**Exercise details**
Nothing more is wanted than an exact repeat of the data below.

■ ■ ■

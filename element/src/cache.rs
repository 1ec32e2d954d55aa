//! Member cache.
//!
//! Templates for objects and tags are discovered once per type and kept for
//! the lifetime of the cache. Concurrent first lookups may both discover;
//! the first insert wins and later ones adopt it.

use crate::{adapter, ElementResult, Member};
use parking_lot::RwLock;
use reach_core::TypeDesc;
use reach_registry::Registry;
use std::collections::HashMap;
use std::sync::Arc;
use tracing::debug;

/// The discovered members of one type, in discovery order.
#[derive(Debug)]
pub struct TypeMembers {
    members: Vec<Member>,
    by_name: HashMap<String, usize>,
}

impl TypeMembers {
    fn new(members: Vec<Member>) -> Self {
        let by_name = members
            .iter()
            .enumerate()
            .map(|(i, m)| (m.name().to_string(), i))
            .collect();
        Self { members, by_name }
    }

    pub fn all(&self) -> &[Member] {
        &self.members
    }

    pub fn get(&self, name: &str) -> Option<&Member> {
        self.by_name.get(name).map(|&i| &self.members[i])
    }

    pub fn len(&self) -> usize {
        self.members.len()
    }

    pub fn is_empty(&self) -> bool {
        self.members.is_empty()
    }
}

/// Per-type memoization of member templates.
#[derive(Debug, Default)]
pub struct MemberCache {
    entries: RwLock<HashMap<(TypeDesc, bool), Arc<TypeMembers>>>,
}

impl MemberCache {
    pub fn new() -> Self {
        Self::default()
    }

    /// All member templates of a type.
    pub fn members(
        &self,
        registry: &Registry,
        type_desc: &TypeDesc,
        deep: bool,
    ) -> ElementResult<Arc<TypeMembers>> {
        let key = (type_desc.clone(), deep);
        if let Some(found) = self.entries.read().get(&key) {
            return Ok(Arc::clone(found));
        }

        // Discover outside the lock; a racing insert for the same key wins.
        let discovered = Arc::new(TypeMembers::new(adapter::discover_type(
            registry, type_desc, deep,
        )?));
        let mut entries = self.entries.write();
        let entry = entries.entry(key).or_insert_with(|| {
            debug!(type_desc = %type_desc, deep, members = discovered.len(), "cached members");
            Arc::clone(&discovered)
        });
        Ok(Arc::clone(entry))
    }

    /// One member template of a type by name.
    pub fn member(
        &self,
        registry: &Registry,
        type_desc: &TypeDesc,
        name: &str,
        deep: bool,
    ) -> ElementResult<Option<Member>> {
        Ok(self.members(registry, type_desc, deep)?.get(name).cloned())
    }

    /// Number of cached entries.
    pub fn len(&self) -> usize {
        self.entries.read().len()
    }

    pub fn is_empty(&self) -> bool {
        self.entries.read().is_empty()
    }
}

■ ■ ■

**Your solution**
filename element/src/cache.rs
repository 1ec32e2d954d55aa
//! Member cache.
//!
//! Templates for objects and tags are discovered once per type and kept for
//! the lifetime of the cache. Concurrent first lookups may both discover;
//! the first insert wins and later ones adopt it.

use crate::{adapter, ElementResult, Member};
use parking_lot::RwLock;
use reach_core::TypeDesc;
use reach_registry::Registry;
use std::collections::HashMap;
use std::sync::Arc;
use tracing::debug;

/// The discovered members of one type, in discovery order.
#[derive(Debug)]
pub struct TypeMembers {
    members: Vec<Member>,
    by_name: HashMap<String, usize>,
}

impl TypeMembers {
    fn new(members: Vec<Member>) -> Self {
        let by_name = members
            .iter()
            .enumerate()
            .map(|(i, m)| (m.name().to_string(), i))
            .collect();
        Self { members, by_name }
    }

    pub fn all(&self) -> &[Member] {
        &self.members
    }

    pub fn get(&self, name: &str) -> Option<&Member> {
        self.by_name.get(name).map(|&i| &self.members[i])
    }

    pub fn len(&self) -> usize {
        self.members.len()
    }

    pub fn is_empty(&self) -> bool {
        self.members.is_empty()
    }
}

/// Per-type memoization of member templates.
#[derive(Debug, Default)]
pub struct MemberCache {
    entries: RwLock<HashMap<(TypeDesc, bool), Arc<TypeMembers>>>,
}

impl MemberCache {
    pub fn new() -> Self {
        Self::default()
    }

    /// All member templates of a type.
    pub fn members(
        &self,
        registry: &Registry,
        type_desc: &TypeDesc,
        deep: bool,
    ) -> ElementResult<Arc<TypeMembers>> {
        let key = (type_desc.clone(), deep);
        if let Some(found) = self.entries.read().get(&key) {
            return Ok(Arc::clone(found));
        }

        // Discover outside the lock; a racing insert for the same key wins.
        let discovered = Arc::new(TypeMembers::new(adapter::discover_type(
            registry, type_desc, deep,
        )?));
        let mut entries = self.entries.write();
        let entry = entries.entry(key).or_insert_with(|| {
            debug!(type_desc = %type_desc, deep, members = discovered.len(), "cached members");
            Arc::clone(&discovered)
        });
        Ok(Arc::clone(entry))
    }

    /// One member template of a type by name.
    pub fn member(
        &self,
        registry: &Registry,
        type_desc: &TypeDesc,
        name: &str,
        deep: bool,
    ) -> ElementResult<Option<Member>> {
        Ok(self.members(registry, type_desc, deep)?.get(name).cloned())
    }

    /// Number of cached entries.
    pub fn len(&self) -> usize {
        self.entries.read().len()
    }

    pub fn is_empty(&self) -> bool {
        self.entries.read().is_empty()
    }
}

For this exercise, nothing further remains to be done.